(Problem statement):
Without skipping a line, reproduce the entries exactly.

━━ Supplied records ━━

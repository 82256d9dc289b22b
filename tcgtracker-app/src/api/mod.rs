pub mod dto;
pub mod error;
pub mod routes;
pub mod server;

━━━

(The completed task):
repository 82256d9dc289b22b
filename tcgtracker-app/src/api/mod.rs
pub mod dto;
pub mod error;
pub mod routes;
pub mod server;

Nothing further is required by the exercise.